You need to have this software installed on your computer:
- python 2.7
- pip
As for HW requirements, it is recommended to have a computer with at least 2 GB of RAM.
I also recommend to use a Linux distribution to install and run the application. Windows is very unlikely to work as it is not tested with it. Mac OS X should work, but it has not been tested thoroughly to be sure.
The application uses a lot of machine learning and natural language processing libraries, so it can be quite hard to successfully setup the application. You should first try to just run the setup script. First, though, you need to have setuptools installed. You can install it like this (on ubuntu):
$ sudo apt-get install python-setuptools
Then you can run the setup script like this (you might need root privileges):
$ python setup.py install
This might fail on either numpy or scipy. If so, you can try to install these libraries via your package manager, for example on ubuntu:
$ sudo apt-get install python-numpy python-scipy
If scikit-learn fails, you can try to install these libraries (on ubuntu):
$ sudo apt-get install build-essential python-dev \
python-numpy python-scipy \
libatlas-dev libatlas3gf-base
And than re-run the setup script.
If you managed to successfully run the setup script, you now need to download nltk stopwords data. You can do that by running this command:
$ python -m nltk.downloader -d $NLTK_DATA stopwords
Where NLTK_DATA is an environment variable that contains path to where you want the NLTK data to be stored. If you do not specify a directory via the -d option (and your NLTK_DATA variable is not set), the data will be downloaded into your home directory into directory "nltk_data" (~/nltk_data).

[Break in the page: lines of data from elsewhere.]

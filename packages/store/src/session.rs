//! # Session persistence
//!
//! A [`Session`] is the authenticated client's bearer token plus the user
//! profile it belongs to. It is written as one JSON record into a single slot
//! of a [`KeyValueStore`], so it survives restarts and is replaced atomically.
//!
//! Components that need the session receive a [`SessionProvider`] instead of
//! reaching for a global store. [`SessionStore`] is the persistent
//! implementation; tests can hand in a `SessionStore<MemoryStore>`.
//!
//! Reading never fails: a missing slot, a record that does not parse, or a
//! record carrying an empty token all read back as "no session". Token expiry
//! is not tracked here; the service rejects stale tokens.

use serde::{Deserialize, Serialize};

use crate::kv::KeyValueStore;
use crate::models::User;

/// Slot name used when no other key is configured.
pub const DEFAULT_SESSION_KEY: &str = "session";

/// Bearer token and the user it was issued to.
#[derive(Clone, Debug, PartialEq, Eq, Serialize, Deserialize)]
pub struct Session {
    pub token: String,
    pub user: User,
}

impl Session {
    /// Value of the `Authorization` header for this session.
    pub fn bearer(&self) -> String {
        format!("Bearer {}", self.token)
    }
}

/// Capability to read and replace the current session.
pub trait SessionProvider {
    fn get_session(&self) -> Option<Session>;
    fn set_session(&self, token: &str, user: &User);
    fn clear_session(&self);

    fn is_authenticated(&self) -> bool {
        self.get_session().is_some()
    }
}

impl<T: SessionProvider + ?Sized> SessionProvider for &T {
    fn get_session(&self) -> Option<Session> {
        (**self).get_session()
    }

    fn set_session(&self, token: &str, user: &User) {
        (**self).set_session(token, user)
    }

    fn clear_session(&self) {
        (**self).clear_session()
    }
}

/// [`SessionProvider`] persisting into one slot of a [`KeyValueStore`].
#[derive(Clone, Debug)]
pub struct SessionStore<K> {
    store: K,
    key: String,
}

impl<K: KeyValueStore> SessionStore<K> {
    pub fn new(store: K) -> Self {
        Self::with_key(store, DEFAULT_SESSION_KEY)
    }

    pub fn with_key(store: K, key: impl Into<String>) -> Self {
        Self {
            store,
            key: key.into(),
        }
    }
}

impl<K: KeyValueStore> SessionProvider for SessionStore<K> {
    fn get_session(&self) -> Option<Session> {
        let raw = self.store.get_item(&self.key)?;
        match serde_json::from_str::<Session>(&raw) {
            Ok(session) if !session.token.is_empty() => Some(session),
            Ok(_) => None,
            Err(e) => {
                tracing::warn!("Ignoring unreadable session record: {}", e);
                None
            }
        }
    }

    fn set_session(&self, token: &str, user: &User) {
        let session = Session {
            token: token.to_string(),
            user: user.clone(),
        };
        match serde_json::to_string(&session) {
            Ok(json) => self.store.set_item(&self.key, &json),
            Err(e) => tracing::error!("Failed to serialize session: {}", e),
        }
    }

    fn clear_session(&self) {
        self.store.remove_item(&self.key);
    }
}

Be aware that if you do not want to have the data in your home directory, you need to have NLTK_DATA variable set and pointed to a location with write access.
There is a python script "settings.py" in the "triager" directory (in the source root). You should copy this file into some directory (e.g. wherever your STORAGE_FOLDER will be, see below) and set an environment variable TRIAGER_SETTINGS that points to the file, e.g. like this:
$ export TRIAGER_SETTINGS="/home/yourname/triager_data/settings.py"

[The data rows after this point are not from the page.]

//! Plain-text rendering of catalog state.

use catalog::controller::ProductDetail;
use catalog::product_page;
use catalog::{NoticeLevel, Notification};
use store::Product;

/// `5250` → `"5,250"`.
pub fn group_thousands(n: u64) -> String {
    let digits = n.to_string();
    let mut out = String::with_capacity(digits.len() + digits.len() / 3);
    for (i, c) in digits.chars().enumerate() {
        if i > 0 && (digits.len() - i) % 3 == 0 {
            out.push(',');
        }
        out.push(c);
    }
    out
}

pub fn product_row(product: &Product, assigned: bool) -> String {
    format!(
        "{} {:>4}  {}  [{}]  {} records",
        if assigned { "*" } else { " " },
        product.id,
        product.name,
        product.data_category,
        group_thousands(product.record_count)
    )
}

pub fn product_card(product: &Product) -> String {
    let mut out = format!(
        "{}\n{} • {} records\n\n{}\n",
        product.name,
        product.data_category,
        group_thousands(product.record_count),
        product_page::description(product)
    );
    if !product.fields.is_empty() {
        out.push_str("\nFields\n");
        for field in &product.fields {
            out.push_str(&format!("  • {field}\n"));
        }
    }
    out
}

pub fn detail(detail: &ProductDetail, assigned: bool) -> String {
    let mut out = product_card(&detail.product);
    out.push_str(if assigned {
        "\nIn your catalog\n"
    } else {
        "\nNot in your catalog\n"
    });
    if detail.stale {
        out.push_str("(cached data, may be outdated)\n");
    }
    out
}

pub fn print_notifications(notifications: Vec<Notification>) {
    for n in notifications {
        match n.level {
            NoticeLevel::Error => eprintln!("error: {}", n.message),
            NoticeLevel::Warning => eprintln!("warning: {}", n.message),
            NoticeLevel::Success | NoticeLevel::Info => println!("{}", n.message),
        }
    }
}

As for configuration in the file, at the very least, you should set the DEBUG value to False. You should also consider to change the values of STORAGE_FOLDER and LOG_DIR. It is a good idea to have the variables use environment variables by changing their values like this:
STORAGE_FOLDER = os.environ['TRIAGER_DATA_DIR']
And:
LOG_DIR = os.environ['TRIAGER_LOG_DIR']
Be sure to have those environment variables set and the directories they point to created with write access. If you use OpenShift, I recommend to point the STORAGE_FOLDER to OPENSHIFT_DATA_DIR and the LOG_DIR to OPENSHIFT_LOG_DIR.

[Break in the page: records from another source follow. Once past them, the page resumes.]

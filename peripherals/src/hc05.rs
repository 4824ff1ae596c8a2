//! HC-05 serial link helpers: UART settings and line assembly.

use core::fmt;

use heapless::Vec;

pub const BAUD_RATE: u32 = 9600;
pub const READ_TIMEOUT_MS: u64 = 100;
pub const RX_BUFFER_SIZE: usize = 128;

/// Collects UART chunks into `\n`-terminated lines.
///
/// A trailing `\r` is dropped. A line that does not fit in `N` bytes is
/// emitted as soon as the buffer fills; the `\n` (or `\r\n`) that then ends
/// it does not produce a second, empty line.
pub struct LineBuffer<const N: usize> {
    buf: Vec<u8, N>,
    // The last line went out early, on a full buffer or a flush.
    cut: bool,
}

impl<const N: usize> Default for LineBuffer<N> {
    fn default() -> Self {
        Self::new()
    }
}

impl<const N: usize> LineBuffer<N> {
    pub const fn new() -> Self {
        Self {
            buf: Vec::new(),
            cut: false,
        }
    }

    pub fn feed<F>(&mut self, chunk: &[u8], mut on_line: F)
    where
        F: FnMut(&[u8]),
    {
        for &byte in chunk {
            if byte == b'\n' {
                let only_cr = matches!(self.buf.as_slice(), [] | [b'\r']);
                if self.cut && only_cr {
                    self.buf.clear();
                } else {
                    self.emit(&mut on_line);
                }
                self.cut = false;
                continue;
            }
            // Capacity is checked just below, so this push cannot fail.
            let _ = self.buf.push(byte);
            if byte != b'\r' {
                self.cut = false;
            }
            if self.buf.is_full() {
                self.emit(&mut on_line);
                self.cut = true;
            }
        }
    }

    /// Emits a partial line, if any.
    pub fn flush<F>(&mut self, mut on_line: F)
    where
        F: FnMut(&[u8]),
    {
        if !self.buf.is_empty() {
            self.emit(&mut on_line);
            self.cut = true;
        }
    }

    pub fn pending(&self) -> usize {
        self.buf.len()
    }

    fn emit<F>(&mut self, on_line: &mut F)
    where
        F: FnMut(&[u8]),
    {
        let line = match self.buf.last() {
            Some(b'\r') => &self.buf[..self.buf.len() - 1],
            _ => &self.buf[..],
        };
        on_line(line);
        self.buf.clear();
    }
}

/// Displays bytes as UTF-8, replacing invalid sequences with U+FFFD.
pub struct Lossy<'a>(pub &'a [u8]);

impl fmt::Display for Lossy<'_> {
    fn fmt(&self, f: &mut fmt::Formatter<'_>) -> fmt::Result {
        for chunk in self.0.utf8_chunks() {
            f.write_str(chunk.valid())?;
            if !chunk.invalid().is_empty() {
                f.write_str("\u{FFFD}")?;
            }
        }
        Ok(())
    }
}

#[cfg(test)]
mod tests {
    use super::*;
    use std::string::{String, ToString};
    use std::vec::Vec;

    fn lines<const N: usize>(buffer: &mut LineBuffer<N>, chunk: &[u8]) -> Vec<String> {
        let mut out = Vec::new();
        buffer.feed(chunk, |line| out.push(Lossy(line).to_string()));
        out
    }

    #[test]
    fn assembles_lines_across_chunks() {
        let mut buffer = LineBuffer::<32>::new();
        assert!(lines(&mut buffer, b"hel").is_empty());
        assert_eq!(buffer.pending(), 3);
        assert_eq!(lines(&mut buffer, b"lo\r\nwor"), vec!["hello"]);
        assert_eq!(lines(&mut buffer, b"ld\n\n"), vec!["world", ""]);
        assert_eq!(buffer.pending(), 0);
    }

    #[test]
    fn long_line_is_flushed_when_full() {
        let mut buffer = LineBuffer::<4>::new();
        assert_eq!(lines(&mut buffer, b"abcdefg\n"), vec!["abcd", "efg"]);
    }

    #[test]
    fn terminator_after_a_full_buffer_is_not_a_line() {
        let mut buffer = LineBuffer::<4>::new();
        assert_eq!(lines(&mut buffer, b"abcd\r\n"), vec!["abcd"]);
        assert_eq!(lines(&mut buffer, b"abc\r"), vec!["abc"]);
        assert_eq!(lines(&mut buffer, b"\nxy\n"), vec!["xy"]);
        assert_eq!(lines(&mut buffer, b"wxyz\n\n"), vec!["wxyz", ""]);
        assert_eq!(buffer.pending(), 0);
    }

    #[test]
    fn terminator_after_a_flush_is_not_a_line() {
        let mut buffer = LineBuffer::<16>::new();
        lines(&mut buffer, b"typed");
        let mut out = Vec::new();
        buffer.flush(|line| out.push(line.to_vec()));
        assert_eq!(out, vec![b"typed".to_vec()]);
        assert!(lines(&mut buffer, b"\r\n").is_empty());
        assert_eq!(lines(&mut buffer, b"next\n"), vec!["next"]);
    }

    #[test]
    fn flush_emits_partial_line() {
        let mut buffer = LineBuffer::<16>::new();
        lines(&mut buffer, b"partial");
        let mut out = Vec::new();
        buffer.flush(|line| out.push(line.to_vec()));
        assert_eq!(out, vec![b"partial".to_vec()]);

        buffer.flush(|_| panic!("nothing pending"));
    }

    #[test]
    fn invalid_utf8_is_replaced() {
        assert_eq!(Lossy(b"ok \xFF!").to_string(), "ok \u{FFFD}!");
        assert_eq!(Lossy(b"plain").to_string(), "plain");
    }
}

The application consists of two parts. First part is the web application that serves incoming HTTP requests. The second part, the scheduler, is used to train the projects for recommendation. If you do not have the scheduler running, the application will not be able to train the projects and the web application will therefore not be able to recommend any assignees for any issues you fill in. The web application tells you if the scheduler is not running by printing "Scheduler is not running!" in the top left corner.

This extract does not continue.